La gestion des déchets en cours de chantier
Tri 7 flux : si depuis 2016 l’obligation de trier à la source portait sur cinq typologies de déchets (tri 5 flux), ce sont désormais 7 flux qui doivent être pris en compte sur les chantiers. En effet, le décret n°2021-950, entré en vigueur le 16 juillet 2021, vient enrichir cette obligation de tri en ajoutant 2 flux supplémentaires :
- Les déchets de fraction minérale (béton, briques, tuiles, céramiques ou pierres)
- Les déchets de plâtre (plaques de plâtre, cloisons alvéolaires, dalles ou carreaux de plâtre).
Ces deux nouveaux flux s’ajoutent donc aux 5 premiers flux initiaux, à savoir :
- Les papiers et les cartons
- Les métaux
- Les plastiques
- Les verres
- Les bois
À noter qu’il existe deux types de dérogations à cette obligation, une dérogation partielle et une dérogation totale.
La dérogation partielle permet à une entreprise de mélanger 6 des 7 flux si la capacité de ces derniers à faire l’objet d’une préparation de valorisation n’est pas affectée et que cette valorisation possède la même efficacité que si elle avait été effectuée lors d’une collecte séparée. Néanmoins, le plâtre doit toujours être trié séparément car il empêche toute valorisation possible des autres matériaux lors d’un mélange. Il est également obligatoire de trier à part des autres déchets les déchets dangereux (hors amiante) et les déchets d’amiante.

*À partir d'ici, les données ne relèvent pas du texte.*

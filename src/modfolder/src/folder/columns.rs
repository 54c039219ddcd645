//! Detail columns

use bitflags::bitflags;

use crate::pidl::{file_name, ModuleRecord};

bitflags! {
    /// `SHCOLSTATE_*` flags
    #[derive(Debug, Clone, Copy, PartialEq, Eq, Hash)]
    pub struct ColumnState: u32 {
        const TYPE_STR = 0x0001;
        const ONBYDEFAULT = 0x0010;
        const SECONDARYUI = 0x0040;
    }
}

/// `LVCFMT_*` text alignment
#[derive(Debug, Clone, Copy, PartialEq, Eq)]
#[repr(i32)]
pub enum Alignment {
    Left = 0,
    Right = 1,
}

#[derive(Debug, Clone, Copy, PartialEq, Eq)]
pub enum Column {
    Name,
    BaseAddress,
    Size,
    Path,
}

impl Column {
    pub const ALL: [Column; 4] = [Column::Name, Column::BaseAddress, Column::Size, Column::Path];

    pub fn from_index(index: u32) -> Option<Self> {
        Self::ALL.get(index as usize).copied()
    }

    pub fn index(self) -> u32 {
        self as u32
    }

    pub fn title(self) -> &'static str {
        match self {
            Column::Name => "Name",
            Column::BaseAddress => "Base Address",
            Column::Size => "Size",
            Column::Path => "Path",
        }
    }

    pub fn state(self) -> ColumnState {
        match self {
            Column::Path => ColumnState::TYPE_STR | ColumnState::SECONDARYUI,
            _ => ColumnState::TYPE_STR | ColumnState::ONBYDEFAULT,
        }
    }

    pub fn alignment(self) -> Alignment {
        match self {
            Column::BaseAddress | Column::Size => Alignment::Right,
            Column::Name | Column::Path => Alignment::Left,
        }
    }

    /// Default width in characters
    pub fn width(self) -> i32 {
        match self {
            Column::Name => 24,
            Column::BaseAddress => 20,
            Column::Size => 20,
            Column::Path => 60,
        }
    }

    /// Cell text for a module
    pub fn format(self, module: &ModuleRecord) -> String {
        match self {
            Column::Name => file_name(&module.path).to_string(),
            Column::BaseAddress => format!("0x{:X}", module.base_address),
            Column::Size => format!("0x{:X} ({})", module.image_size, module.image_size),
            Column::Path => module.path.clone(),
        }
    }
}

/// One `GetDetailsOf` answer
#[derive(Debug, Clone, PartialEq, Eq)]
pub struct Details {
    pub text: String,
    pub alignment: Alignment,
    pub width: i32,
}

impl Details {
    pub fn new(column: Column, text: String) -> Self {
        Self {
            text,
            alignment: column.alignment(),
            width: column.width(),
        }
    }
}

Quant à elle, la dérogation totale peut s’appliquer si le chantier ne permet pas d'affecter une surface de 40m2 ou plus au stockage de déchets (hors surfaces de voirie publique) ou s’il produit peu de déchets (moins de 10m3 de déchets, tous déchets confondus sur l'ensemble de sa durée).
REP bâtiment : prévue pour une mise en application au 1er janvier 2022 finalement reportée d’un an au 1er janvier 2023 afin de permettre à la filière de s’organiser, la Responsabilité Élargie des Producteurs (REP) de la filière Bâtiment est un véritable outil de structuration de la filière déchets en France et vise – entre autres objectifs – à mettre fin aux déchèteries sauvages et à favoriser le réemploi et le recyclage des matériaux de construction.
Le principe de la REP ? Faire financer la gestion des déchets issus de leurs produits par les fabricants de matériaux selon la méthode « pollueur-payeur ». Ainsi, le coût de collecte et de traitement des déchets sera répercuté dans le prix de vente des produits à travers une éco-contribution et finançant des éco-organismes chargés de collecter et valoriser les déchets.
Elle permettra alors une reprise gratuite de ses déchets, à conditions de les avoir triés, et devrait donner un coup d’accélérateur à l’activité de tri à la source.